TASK TO CARRY OUT |
Pull out every line with the word "trees" from the entries below.

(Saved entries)
+---+

//! # ChainDb: Persistent Header Store
//!
//! The persistence layer for chain selection, built on sled's embedded
//! key-value store. Every header the node has ever accepted (canonical or
//! side chain) lives here together with its total difficulty, plus the
//! canonical index and the two head pointers.
//!
//! ## Tree Layout
//!
//! | Tree        | Key                | Value                 |
//! |-------------|--------------------|-----------------------|
//! | `headers`   | `hash` (32B)       | `bincode(Header)`     |
//! | `tds`       | `hash` (32B)       | total difficulty (16B BE) |
//! | `numbers`   | `hash` (32B)       | `height` (8B BE)      |
//! | `canonical` | `height` (8B BE)   | `hash` (32B)          |
//! | `metadata`  | key (UTF-8)        | value (bytes)         |
//!
//! Heights are stored as big-endian u64 so that sled's lexicographic
//! ordering matches numeric ordering.
//!
//! ## Atomicity
//!
//! All mutations go through [`ChainWrite`], which is applied in a single
//! multi-tree sled transaction. New headers, canonical-index rewrites and
//! both head pointers become visible together or not at all.
//!
//! ## Ancient Tier
//!
//! Canonical headers below the freeze limit are migrated to an
//! [`AncientStore`] and removed from the hot trees. The `numbers` index is
//! kept for frozen headers so lookups by hash still find them. Every read
//! falls through to the ancient tier transparently.

use sled::transaction::{
    ConflictableTransactionError, ConflictableTransactionResult, TransactionError, Transactional,
};
use sled::{Db, Tree};
use std::path::Path;
use std::sync::Arc;
use tracing::{error, info, trace};

use super::ancient::{AncientError, AncientStore, FrozenHeader, MemoryAncients};
use super::header::{short_hash, Difficulty, Hash, Header};
use super::reader::HeaderReader;

// ---------------------------------------------------------------------------
// Error Type
// ---------------------------------------------------------------------------

/// Errors that can occur during database operations.
#[derive(Debug, thiserror::Error)]
pub enum DbError {
    #[error("sled error: {0}")]
    Sled(#[from] sled::Error),

    #[error("serialization error: {0}")]
    Serialization(String),

    #[error("key not found: {0}")]
    NotFound(String),

    #[error("ancient store error: {0}")]
    Ancient(#[from] AncientError),

    #[error("canonical #{number} changed while freezing")]
    CanonicalMoved { number: u64 },
}

pub type DbResult<T> = Result<T, DbError>;

impl From<TransactionError<DbError>> for DbError {
    fn from(err: TransactionError<DbError>) -> Self {
        match err {
            TransactionError::Abort(inner) => inner,
            TransactionError::Storage(inner) => DbError::Sled(inner),
        }
    }
}

// ---------------------------------------------------------------------------
// Metadata Keys & Encoding
// ---------------------------------------------------------------------------

const META_HEAD_BLOCK: &[u8] = b"head_block";
const META_HEAD_HEADER: &[u8] = b"head_header";

fn encode_number(number: u64) -> [u8; 8] {
    number.to_be_bytes()
}

fn decode_number(raw: &[u8]) -> DbResult<u64> {
    let bytes: [u8; 8] = raw
        .try_into()
        .map_err(|_| DbError::Serialization(format!("height has {} bytes, want 8", raw.len())))?;
    Ok(u64::from_be_bytes(bytes))
}

fn decode_td(raw: &[u8]) -> DbResult<Difficulty> {
    let bytes: [u8; 16] = raw
        .try_into()
        .map_err(|_| DbError::Serialization(format!("td has {} bytes, want 16", raw.len())))?;
    Ok(u128::from_be_bytes(bytes))
}

fn decode_hash(raw: &[u8]) -> DbResult<Hash> {
    raw.try_into()
        .map_err(|_| DbError::Serialization(format!("hash has {} bytes, want 32", raw.len())))
}

fn decode_header(raw: &[u8]) -> DbResult<Header> {
    bincode::deserialize(raw).map_err(|e| DbError::Serialization(e.to_string()))
}

// ---------------------------------------------------------------------------
// ChainWrite
// ---------------------------------------------------------------------------

/// A set of mutations applied atomically by [`ChainDb::commit`].
#[derive(Debug, Default, Clone)]
pub struct ChainWrite {
    headers: Vec<(Header, Difficulty)>,
    canonical: Vec<(u64, Hash)>,
    uncanonical: Vec<u64>,
    head_block: Option<Hash>,
    head_header: Option<Hash>,
}

impl ChainWrite {
    pub fn new() -> Self {
        Self::default()
    }

    /// Store a header with its total difficulty.
    pub fn put_header(&mut self, header: Header, total_difficulty: Difficulty) -> &mut Self {
        self.headers.push((header, total_difficulty));
        self
    }

    pub fn set_canonical(&mut self, number: u64, hash: Hash) -> &mut Self {
        self.canonical.push((number, hash));
        self
    }

    /// Remove the canonical entry at `number`. Applied before `set_canonical`.
    pub fn delete_canonical(&mut self, number: u64) -> &mut Self {
        self.uncanonical.push(number);
        self
    }

    pub fn set_head_block(&mut self, hash: Hash) -> &mut Self {
        self.head_block = Some(hash);
        self
    }

    pub fn set_head_header(&mut self, hash: Hash) -> &mut Self {
        self.head_header = Some(hash);
        self
    }

    pub fn is_empty(&self) -> bool {
        self.headers.is_empty()
            && self.canonical.is_empty()
            && self.uncanonical.is_empty()
            && self.head_block.is_none()
            && self.head_header.is_none()
    }
}

// ---------------------------------------------------------------------------
// ChainDb
// ---------------------------------------------------------------------------

/// Persistent header store with canonical index, head pointers and an
/// optional ancient tier.
///
/// # Thread Safety
///
/// sled trees support lock-free concurrent reads and serialized writes, so
/// `ChainDb` can be shared via `Arc<ChainDb>`. Callers that need
/// read-then-write atomicity (chain insertion) provide their own lock.
#[derive(Debug, Clone)]
pub struct ChainDb {
    db: Db,
    headers: Tree,
    tds: Tree,
    numbers: Tree,
    canonical: Tree,
    metadata: Tree,
    ancients: Arc<dyn AncientStore>,
}

impl ChainDb {
    /// Open or create a database at the given path with an in-memory
    /// ancient tier.
    ///
    /// In-memory ancients do not survive a restart; use
    /// [`ChainDb::open_with_ancients`] with a durable tier if headers are
    /// ever frozen.
    pub fn open<P: AsRef<Path>>(path: P) -> DbResult<Self> {
        Self::open_with_ancients(path, Arc::new(MemoryAncients::new()))
    }

    pub fn open_with_ancients<P: AsRef<Path>>(
        path: P,
        ancients: Arc<dyn AncientStore>,
    ) -> DbResult<Self> {
        let db = sled::open(path)?;
        Self::from_db(db, ancients)
    }

    /// Create a temporary database that is removed when dropped.
    pub fn open_temporary() -> DbResult<Self> {
        Self::open_temporary_with_ancients(Arc::new(MemoryAncients::new()))
    }

    pub fn open_temporary_with_ancients(ancients: Arc<dyn AncientStore>) -> DbResult<Self> {
        let db = sled::Config::new().temporary(true).open()?;
        Self::from_db(db, ancients)
    }

    fn from_db(db: Db, ancients: Arc<dyn AncientStore>) -> DbResult<Self> {
        Ok(Self {
            headers: db.open_tree("headers")?,
            tds: db.open_tree("tds")?,
            numbers: db.open_tree("numbers")?,
            canonical: db.open_tree("canonical")?,
            metadata: db.open_tree("metadata")?,
            db,
            ancients,
        })
    }

    // -- Writes -------------------------------------------------------------

    /// Apply a [`ChainWrite`] atomically.
    pub fn commit(&self, write: &ChainWrite) -> DbResult<()> {
        if write.is_empty() {
            return Ok(());
        }

        let mut header_rows = Vec::with_capacity(write.headers.len());
        for (header, td) in &write.headers {
            let encoded =
                bincode::serialize(header).map_err(|e| DbError::Serialization(e.to_string()))?;
            header_rows.push((header.hash, encoded, td.to_be_bytes(), encode_number(header.number)));
        }

        (&self.headers, &self.tds, &self.numbers, &self.canonical, &self.metadata)
            .transaction(
                |(headers, tds, numbers, canonical, metadata)| -> ConflictableTransactionResult<(), DbError> {
                    for (hash, encoded, td, number) in &header_rows {
                        headers.insert(&hash[..], encoded.as_slice())?;
                        tds.insert(&hash[..], &td[..])?;
                        numbers.insert(&hash[..], &number[..])?;
                    }
                    for number in &write.uncanonical {
                        canonical.remove(&encode_number(*number)[..])?;
                    }
                    for (number, hash) in &write.canonical {
                        canonical.insert(&encode_number(*number)[..], &hash[..])?;
                    }
                    if let Some(hash) = &write.head_block {
                        metadata.insert(META_HEAD_BLOCK, &hash[..])?;
                    }
                    if let Some(hash) = &write.head_header {
                        metadata.insert(META_HEAD_HEADER, &hash[..])?;
                    }
                    Ok(())
                },
            )?;
        Ok(())
    }

    /// Migrate canonical headers below `limit` into the ancient tier.
    ///
    /// Returns the number of frozen items afterwards. If any append fails,
    /// or the hot copies cannot be removed, the ancient tier is truncated
    /// back to where it started and the hot trees are left untouched.
    pub fn freeze(&self, limit: u64) -> DbResult<u64> {
        let frozen = self.ancients.ancients()?;
        if limit <= frozen {
            return Ok(frozen);
        }

        let mut batch = Vec::with_capacity((limit - frozen) as usize);
        for number in frozen..limit {
            let hash = self
                .hot_canonical_hash(number)?
                .ok_or_else(|| DbError::NotFound(format!("canonical hash #{number}")))?;
            let header = self
                .hot_header(&hash)?
                .ok_or_else(|| DbError::NotFound(format!("header {}", hex::encode(hash))))?;
            let total_difficulty = self
                .hot_td(&hash)?
                .ok_or_else(|| DbError::NotFound(format!("td {}", hex::encode(hash))))?;
            batch.push(FrozenHeader {
                header,
                total_difficulty,
            });
        }

        for item in &batch {
            if let Err(err) = self.ancients.append(item.clone()) {
                self.rollback_ancients(frozen);
                return Err(err.into());
            }
        }

        let removed = (&self.headers, &self.tds, &self.canonical).transaction(
            |(headers, tds, canonical)| -> ConflictableTransactionResult<(), DbError> {
                for item in &batch {
                    let number = item.header.number;
                    let key = encode_number(number);
                    if canonical.get(&key[..])?.as_deref() != Some(&item.header.hash[..]) {
                        return Err(ConflictableTransactionError::Abort(
                            DbError::CanonicalMoved { number },
                        ));
                    }
                    headers.remove(&item.header.hash[..])?;
                    tds.remove(&item.header.hash[..])?;
                    canonical.remove(&key[..])?;
                }
                Ok(())
            },
        );
        if let Err(err) = removed {
            self.rollback_ancients(frozen);
            return Err(err.into());
        }

        info!(from = frozen, to = limit, "froze canonical headers");
        Ok(limit)
    }

    fn rollback_ancients(&self, items: u64) {
        if let Err(err) = self.ancients.truncate(items) {
            error!(items, error = %err, "failed to roll back ancient store");
        }
    }

    /// Flush pending writes to disk.
    pub fn flush(&self) -> DbResult<()> {
        self.db.flush()?;
        Ok(())
    }

    // -- Reads --------------------------------------------------------------

    pub fn head_block_hash(&self) -> DbResult<Option<Hash>> {
        self.metadata
            .get(META_HEAD_BLOCK)?
            .map(|raw| decode_hash(&raw))
            .transpose()
    }

    pub fn head_header_hash(&self) -> DbResult<Option<Hash>> {
        self.metadata
            .get(META_HEAD_HEADER)?
            .map(|raw| decode_hash(&raw))
            .transpose()
    }

    /// `true` if a header with `hash` is stored in either tier.
    pub fn has_header(&self, hash: &Hash) -> DbResult<bool> {
        if self.headers.contains_key(hash)? {
            return Ok(true);
        }
        Ok(self.frozen_by_hash(hash)?.is_some())
    }

    /// Number of headers frozen into the ancient tier.
    pub fn ancients(&self) -> DbResult<u64> {
        Ok(self.ancients.ancients()?)
    }

    /// Number of headers in the hot trees.
    pub fn hot_header_count(&self) -> usize {
        self.headers.len()
    }

    fn hot_header(&self, hash: &Hash) -> DbResult<Option<Header>> {
        self.headers
            .get(hash)?
            .map(|raw| decode_header(&raw))
            .transpose()
    }

    fn hot_td(&self, hash: &Hash) -> DbResult<Option<Difficulty>> {
        self.tds.get(hash)?.map(|raw| decode_td(&raw)).transpose()
    }

    fn hot_canonical_hash(&self, number: u64) -> DbResult<Option<Hash>> {
        self.canonical
            .get(encode_number(number))?
            .map(|raw| decode_hash(&raw))
            .transpose()
    }

    fn frozen_by_hash(&self, hash: &Hash) -> DbResult<Option<FrozenHeader>> {
        let Some(raw) = self.numbers.get(hash)? else {
            return Ok(None);
        };
        let number = decode_number(&raw)?;
        if number >= self.ancients.ancients()? {
            return Ok(None);
        }
        match self.ancients.retrieve(number)? {
            Some(item) if item.header.hash == *hash => Ok(Some(item)),
            _ => Ok(None),
        }
    }
}

impl HeaderReader for ChainDb {
    fn header_by_hash(&self, hash: &Hash) -> DbResult<Option<Header>> {
        if let Some(header) = self.hot_header(hash)? {
            return Ok(Some(header));
        }
        Ok(self.frozen_by_hash(hash)?.map(|item| item.header))
    }

    fn total_difficulty(&self, hash: &Hash) -> DbResult<Option<Difficulty>> {
        if let Some(td) = self.hot_td(hash)? {
            return Ok(Some(td));
        }
        Ok(self.frozen_by_hash(hash)?.map(|item| item.total_difficulty))
    }

    fn canonical_hash(&self, number: u64) -> DbResult<Option<Hash>> {
        if number < self.ancients.ancients()? {
            let item = self.ancients.retrieve(number)?;
            return Ok(item.map(|item| item.header.hash));
        }
        let hash = self.hot_canonical_hash(number)?;
        if let Some(hash) = &hash {
            trace!(number, hash = %short_hash(hash), "canonical lookup");
        }
        Ok(hash)
    }
}

// ---------------------------------------------------------------------------
// Tests
// ---------------------------------------------------------------------------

+---+

OUTPUT OF THE EXERCISE |
//! [`AncientStore`] and removed from the hot trees. The `numbers` index is
/// sled trees support lock-free concurrent reads and serialized writes, so
    /// back to where it started and the hot trees are left untouched.
    /// Number of headers in the hot trees.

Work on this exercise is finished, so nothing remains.